Exercise goal> Would you please return the lines of the material that contain the word "only"?

Dataset extract>
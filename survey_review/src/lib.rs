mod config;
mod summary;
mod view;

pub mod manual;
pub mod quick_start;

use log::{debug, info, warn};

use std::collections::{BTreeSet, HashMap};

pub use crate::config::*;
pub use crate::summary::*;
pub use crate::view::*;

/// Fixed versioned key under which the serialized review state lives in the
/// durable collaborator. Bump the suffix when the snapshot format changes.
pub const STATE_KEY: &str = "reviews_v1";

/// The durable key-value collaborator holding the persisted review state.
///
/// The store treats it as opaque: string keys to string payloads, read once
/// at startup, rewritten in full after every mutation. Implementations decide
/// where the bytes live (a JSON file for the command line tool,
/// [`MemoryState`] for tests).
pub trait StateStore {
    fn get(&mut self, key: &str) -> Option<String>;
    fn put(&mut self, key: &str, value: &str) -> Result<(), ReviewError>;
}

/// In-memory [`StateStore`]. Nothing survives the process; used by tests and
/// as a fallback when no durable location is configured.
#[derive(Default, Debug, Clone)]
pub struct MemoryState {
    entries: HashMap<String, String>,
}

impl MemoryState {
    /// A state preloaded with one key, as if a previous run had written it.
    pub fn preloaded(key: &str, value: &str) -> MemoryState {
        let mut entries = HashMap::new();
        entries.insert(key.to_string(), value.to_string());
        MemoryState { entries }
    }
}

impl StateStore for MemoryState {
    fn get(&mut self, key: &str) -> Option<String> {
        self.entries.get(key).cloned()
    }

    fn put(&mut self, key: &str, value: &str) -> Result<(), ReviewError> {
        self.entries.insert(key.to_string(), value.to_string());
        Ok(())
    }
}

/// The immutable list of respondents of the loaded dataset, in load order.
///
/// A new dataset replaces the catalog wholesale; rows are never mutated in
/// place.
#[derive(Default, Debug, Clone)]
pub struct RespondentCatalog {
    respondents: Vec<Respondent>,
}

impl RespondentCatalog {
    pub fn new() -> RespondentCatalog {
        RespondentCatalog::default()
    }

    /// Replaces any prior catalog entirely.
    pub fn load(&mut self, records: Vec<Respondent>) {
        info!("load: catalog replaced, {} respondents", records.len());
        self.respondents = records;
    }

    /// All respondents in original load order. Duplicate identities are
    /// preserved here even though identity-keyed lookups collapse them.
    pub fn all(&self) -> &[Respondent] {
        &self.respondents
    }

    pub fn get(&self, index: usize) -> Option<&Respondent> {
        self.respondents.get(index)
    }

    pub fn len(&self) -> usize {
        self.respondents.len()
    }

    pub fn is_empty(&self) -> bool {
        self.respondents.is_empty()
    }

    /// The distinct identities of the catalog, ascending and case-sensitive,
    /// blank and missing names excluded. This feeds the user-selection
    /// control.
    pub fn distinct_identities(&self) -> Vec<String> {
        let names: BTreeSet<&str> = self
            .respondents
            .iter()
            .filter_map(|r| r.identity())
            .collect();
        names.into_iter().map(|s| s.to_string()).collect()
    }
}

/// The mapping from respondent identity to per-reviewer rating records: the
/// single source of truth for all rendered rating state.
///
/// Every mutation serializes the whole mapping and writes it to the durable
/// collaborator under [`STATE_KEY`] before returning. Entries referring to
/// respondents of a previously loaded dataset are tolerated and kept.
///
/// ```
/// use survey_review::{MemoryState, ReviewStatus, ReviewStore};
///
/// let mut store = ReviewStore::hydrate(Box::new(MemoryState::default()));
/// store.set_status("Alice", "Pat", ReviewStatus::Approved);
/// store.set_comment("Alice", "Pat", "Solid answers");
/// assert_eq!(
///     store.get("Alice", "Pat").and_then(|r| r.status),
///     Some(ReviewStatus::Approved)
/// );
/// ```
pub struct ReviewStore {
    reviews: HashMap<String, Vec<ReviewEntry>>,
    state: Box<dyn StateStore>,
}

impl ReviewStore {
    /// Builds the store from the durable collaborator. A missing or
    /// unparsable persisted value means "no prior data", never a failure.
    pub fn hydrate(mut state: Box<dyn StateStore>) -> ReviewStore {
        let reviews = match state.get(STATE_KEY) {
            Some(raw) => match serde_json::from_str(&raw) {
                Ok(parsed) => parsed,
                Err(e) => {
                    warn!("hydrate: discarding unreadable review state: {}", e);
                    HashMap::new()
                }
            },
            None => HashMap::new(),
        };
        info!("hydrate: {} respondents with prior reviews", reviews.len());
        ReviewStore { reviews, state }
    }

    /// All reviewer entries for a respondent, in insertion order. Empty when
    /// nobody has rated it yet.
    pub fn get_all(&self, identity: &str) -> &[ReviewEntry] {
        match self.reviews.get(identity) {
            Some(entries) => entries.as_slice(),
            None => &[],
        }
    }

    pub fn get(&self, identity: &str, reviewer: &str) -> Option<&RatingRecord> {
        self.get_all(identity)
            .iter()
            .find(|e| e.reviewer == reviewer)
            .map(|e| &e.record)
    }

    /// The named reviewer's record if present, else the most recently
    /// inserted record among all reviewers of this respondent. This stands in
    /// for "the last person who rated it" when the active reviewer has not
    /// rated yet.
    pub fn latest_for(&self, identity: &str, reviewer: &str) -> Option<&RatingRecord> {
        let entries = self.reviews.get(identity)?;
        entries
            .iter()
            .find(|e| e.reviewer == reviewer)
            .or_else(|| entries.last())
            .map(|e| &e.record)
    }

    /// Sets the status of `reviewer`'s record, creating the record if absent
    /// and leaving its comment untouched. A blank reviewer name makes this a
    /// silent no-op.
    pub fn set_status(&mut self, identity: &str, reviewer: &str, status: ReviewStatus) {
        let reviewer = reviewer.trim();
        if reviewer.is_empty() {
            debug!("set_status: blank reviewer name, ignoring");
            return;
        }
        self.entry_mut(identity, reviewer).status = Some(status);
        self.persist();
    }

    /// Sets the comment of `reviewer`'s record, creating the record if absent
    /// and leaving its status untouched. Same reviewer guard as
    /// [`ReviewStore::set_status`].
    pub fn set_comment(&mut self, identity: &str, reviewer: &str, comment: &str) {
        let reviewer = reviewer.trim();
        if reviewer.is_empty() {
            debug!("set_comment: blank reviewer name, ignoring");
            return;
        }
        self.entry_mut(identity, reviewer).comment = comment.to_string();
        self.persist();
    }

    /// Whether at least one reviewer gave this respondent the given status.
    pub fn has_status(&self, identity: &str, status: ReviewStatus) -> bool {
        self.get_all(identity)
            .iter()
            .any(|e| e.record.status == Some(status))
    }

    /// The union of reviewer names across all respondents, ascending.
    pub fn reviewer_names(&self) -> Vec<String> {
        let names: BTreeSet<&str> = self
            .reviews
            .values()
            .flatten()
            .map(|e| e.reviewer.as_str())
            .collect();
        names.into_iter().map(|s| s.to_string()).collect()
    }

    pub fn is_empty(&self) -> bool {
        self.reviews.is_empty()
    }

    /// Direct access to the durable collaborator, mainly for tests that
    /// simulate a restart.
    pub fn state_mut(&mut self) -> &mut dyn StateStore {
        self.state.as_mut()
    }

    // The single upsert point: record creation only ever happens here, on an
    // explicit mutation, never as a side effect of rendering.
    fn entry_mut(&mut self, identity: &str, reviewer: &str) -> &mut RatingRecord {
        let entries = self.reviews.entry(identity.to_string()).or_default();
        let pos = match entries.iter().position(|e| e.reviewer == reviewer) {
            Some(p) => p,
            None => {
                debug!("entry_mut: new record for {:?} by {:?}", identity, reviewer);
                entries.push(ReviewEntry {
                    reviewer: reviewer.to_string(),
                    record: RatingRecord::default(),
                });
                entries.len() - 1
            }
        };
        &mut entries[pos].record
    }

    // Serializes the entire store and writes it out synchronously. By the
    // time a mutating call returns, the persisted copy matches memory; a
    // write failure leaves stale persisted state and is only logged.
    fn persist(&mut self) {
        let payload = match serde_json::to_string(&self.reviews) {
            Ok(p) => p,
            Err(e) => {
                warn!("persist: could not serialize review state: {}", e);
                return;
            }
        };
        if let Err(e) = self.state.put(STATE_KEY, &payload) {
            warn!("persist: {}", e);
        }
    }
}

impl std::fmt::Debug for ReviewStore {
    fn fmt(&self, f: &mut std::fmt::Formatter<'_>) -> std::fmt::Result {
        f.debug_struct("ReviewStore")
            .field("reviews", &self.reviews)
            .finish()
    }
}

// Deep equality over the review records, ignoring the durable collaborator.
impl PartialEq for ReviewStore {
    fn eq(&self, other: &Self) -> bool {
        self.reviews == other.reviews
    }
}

Answer box>
    // The single upsert point: record creation only ever happens here, on an
    // write failure leaves stale persisted state and is only logged.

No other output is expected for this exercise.